La Inmaculada de Pablo VI
El 8 de diciembre de 1959, el
Cardenal Montini pronunciaba en la catedral de Milán un admirable discurso
sobre la Inmaculada Concepción de María. Según su estilo habitual, iniciaba su
reflexión con unas preguntas sobre este misterio: “¿Qué es lo que veo? Pregunto
a todos: ¿Qué es lo que veis? ¿Qué imagen refulge sobre nuestro horizonte
humano?”.
Su respuesta era sumamente
sugestiva. Aunque todos denigramos alguna vez a la humanidad, somos en realidad
sus admiradores, porque formamos parte de ella. Nos gustaría ver una humanidad
perfecta. Pues bien, en María descubrimos lo mejor de nuestro ser. Lo vemos sin
desequilibrio ni discordancia, sin imperfección ni corrupción.

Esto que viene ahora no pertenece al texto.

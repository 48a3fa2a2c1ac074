//! Base64 and Base64URL decoding.

use base64::alphabet;
use base64::engine::{DecodePaddingMode, GeneralPurpose, GeneralPurposeConfig};
use base64::Engine;

use crate::error::ConversionError;

/// Decoding rules of the "forgiving base64" algorithm used by browsers, once
/// padding has been removed by [`strip_padding`]: non-zero trailing bits are
/// ignored and any `=` left over is an error.
const FORGIVING: GeneralPurposeConfig = GeneralPurposeConfig::new()
    .with_decode_padding_mode(DecodePaddingMode::RequireNone)
    .with_decode_allow_trailing_bits(true);

static FORGIVING_ENGINE: GeneralPurpose = GeneralPurpose::new(&alphabet::STANDARD, FORGIVING);

/// Decode Base64, or Base64URL when `url_format` is set.
///
/// ASCII whitespace (including line wraps) is ignored. Padding is optional,
/// but if present it must bring the length to a multiple of four. The
/// URL-safe variant is decoded by translating `-` to `+` and `_` to `/`
/// first, so input that mixes both alphabets is accepted.
pub fn base64_to_bytes(base64: &str, url_format: bool) -> Result<Vec<u8>, ConversionError> {
    let cleaned: String = base64
        .chars()
        .filter(|c| !c.is_ascii_whitespace())
        .map(|c| match (url_format, c) {
            (true, '-') => '+',
            (true, '_') => '/',
            _ => c,
        })
        .collect();

    FORGIVING_ENGINE.decode(strip_padding(&cleaned)).map_err(|e| {
        log::trace!("base64 decode failed: {e}");
        ConversionError::new(if url_format {
            "not base64url"
        } else {
            "not base64"
        })
    })
}

/// Remove one or two trailing `=`, but only from input of a length that is a
/// multiple of four.
fn strip_padding(base64: &str) -> &str {
    if base64.len() % 4 != 0 {
        return base64;
    }
    base64
        .strip_suffix("==")
        .or_else(|| base64.strip_suffix('='))
        .unwrap_or(base64)
}
use std::io;
use thiserror::Error;

/// The input does not conform to the encoding it was claimed to be in.
///
/// Decoders return this when they reject their input. Autodetection treats it
/// as "try the next candidate", so it is kept separate from [`Error`].
#[derive(Error, Debug, Clone, PartialEq, Eq)]
#[error("{reason}")]
pub struct ConversionError {
    reason: String,
}

impl ConversionError {
    /// Create a new conversion error with a human-readable reason.
    pub fn new(reason: impl Into<String>) -> Self {
        Self {
            reason: reason.into(),
        }
    }

    /// The reason the input was rejected.
    pub fn reason(&self) -> &str {
        &self.reason
    }
}

/// Error type for conversions that read their input from a file or reader.
#[derive(Error, Debug)]
pub enum Error {
    /// IO error while reading the input.
    #[error("IO error: {0}")]
    Io(#[from] io::Error),

    /// The input could not be decoded as the requested type.
    #[error("Conversion error: {0}")]
    Conversion(#[from] ConversionError),

    /// Empty file or no data.
    #[error("Empty input")]
    EmptyInput,
}

/// Result type alias for conversion operations.
pub type Result<T> = std::result::Result<T, Error>;
//! b2x CLI - convert between textual encodings of bytes

use b2x::{Conversion, Converter, CopyType, InputType};
use clap::Parser;
use log::LevelFilter;
use std::io;
use std::path::PathBuf;
use std::process::ExitCode;

/// Convert between hex, Base64, C escapes, quoted-printable and text.
///
/// The input type is autodetected unless --from is given. Input is taken
/// from TEXT, from --file, or from stdin when neither is present.
#[derive(Parser, Debug)]
#[command(name = "b2x")]
#[command(author, version, about, long_about = None)]
struct Args {
    /// Text to convert
    text: Option<String>,

    /// Read the input from a file
    #[arg(short, long, conflicts_with = "text")]
    file: Option<PathBuf>,

    /// Force the input type instead of autodetecting it
    #[arg(short = 'F', long, value_enum, ignore_case = true)]
    from: Option<InputType>,

    /// Output format
    #[arg(short, long, value_enum, ignore_case = true, default_value = "utf8")]
    to: CopyType,

    /// Print a report about the input before the output
    #[arg(short, long)]
    info: bool,

    /// Undo double-encoded UTF-8
    #[arg(short, long)]
    repair: bool,

    /// Fail instead of falling back to the raw text when decoding fails
    #[arg(short, long)]
    strict: bool,

    /// Keep trailing line breaks of file and stdin input
    #[arg(long)]
    keep_newline: bool,

    /// Increase log verbosity (-v, -vv, -vvv, -vvvv)
    #[arg(short, long, action = clap::ArgAction::Count)]
    verbose: u8,
}

fn main() -> ExitCode {
    let args = Args::parse();

    env_logger::Builder::new()
        .filter_level(log_level(args.verbose))
        .parse_default_env()
        .init();

    match run(&args) {
        Ok(()) => ExitCode::SUCCESS,
        Err(e) => {
            eprintln!("Error: {e}");
            ExitCode::FAILURE
        }
    }
}

fn run(args: &Args) -> b2x::Result<()> {
    let mut converter = Converter::new();
    converter
        .copy_type(args.to)
        .repair_double_encoding(args.repair)
        .trim_trailing_newline(!args.keep_newline)
        .strict(args.strict);

    if let Some(input_type) = args.from {
        converter.input_type(input_type);
    }

    let conversion = if let Some(ref path) = args.file {
        log::debug!("reading {}", path.display());
        converter.convert_path(path)?
    } else if let Some(ref text) = args.text {
        if args.strict {
            converter.convert_strict(text)?
        } else {
            converter.convert(text)
        }
    } else {
        converter.convert_reader(io::stdin().lock())?
    };

    if args.info {
        print_info(&conversion, args.to);
    }
    println!("{}", conversion.output);

    Ok(())
}

fn print_info(conversion: &Conversion, copy_type: CopyType) {
    println!(
        "Input type: {} ({})",
        conversion.input_type,
        if conversion.detected { "detected" } else { "forced" }
    );
    if conversion.fell_back {
        println!("  Decoding failed, showing the raw text");
    }
    println!("Data type: {}", conversion.data_type);
    println!("Length: {} bytes", conversion.len());
    if conversion.data_type.is_text() {
        println!("Characters: {}", conversion.char_count());
    }
    println!(
        "Double-encoded: {}",
        match (conversion.double_encoded, conversion.repaired) {
            (true, true) => "yes (repaired)",
            (true, false) => "yes",
            (false, _) => "no",
        }
    );
    if let Some(encoding) = conversion.legacy_encoding() {
        println!("Legacy encoding guess: {encoding}");
    }
    println!("Output ({copy_type}):");
}

const fn log_level(verbose: u8) -> LevelFilter {
    match verbose {
        0 => LevelFilter::Error,
        1 => LevelFilter::Warn,
        2 => LevelFilter::Info,
        3 => LevelFilter::Debug,
        _ => LevelFilter::Trace,
    }
}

Además, aun contaminados por la
suciedad de este mundo, nos gusta imaginar nuestro ser totalmente limpio. No es
fácil conseguirlo. Pero en María descubrimos también ese ideal de la limpieza,
de la pureza sin mancha.
En tercer lugar, viene a nuestra
mente la nostalgia de la belleza que a todos nos seduce. Ahora bien, al
dirigirse a María, la liturgia la proclama “Toda hermosa”. Montini se
preguntaba el porqué. ¿En qué tiene su raíz esa belleza? Y la razón es su
cercanía al mismo Dios: María tiene el esplendor de la belleza “porque ha
salido de sus manos en la integridad absoluta, perfecta, purísima y bellísima;
porque es un pensamiento de Dios que se refleja en su integridad… Ahí tenemos,
al fin, un retrato de Dios no enturbiado, no corrompido”.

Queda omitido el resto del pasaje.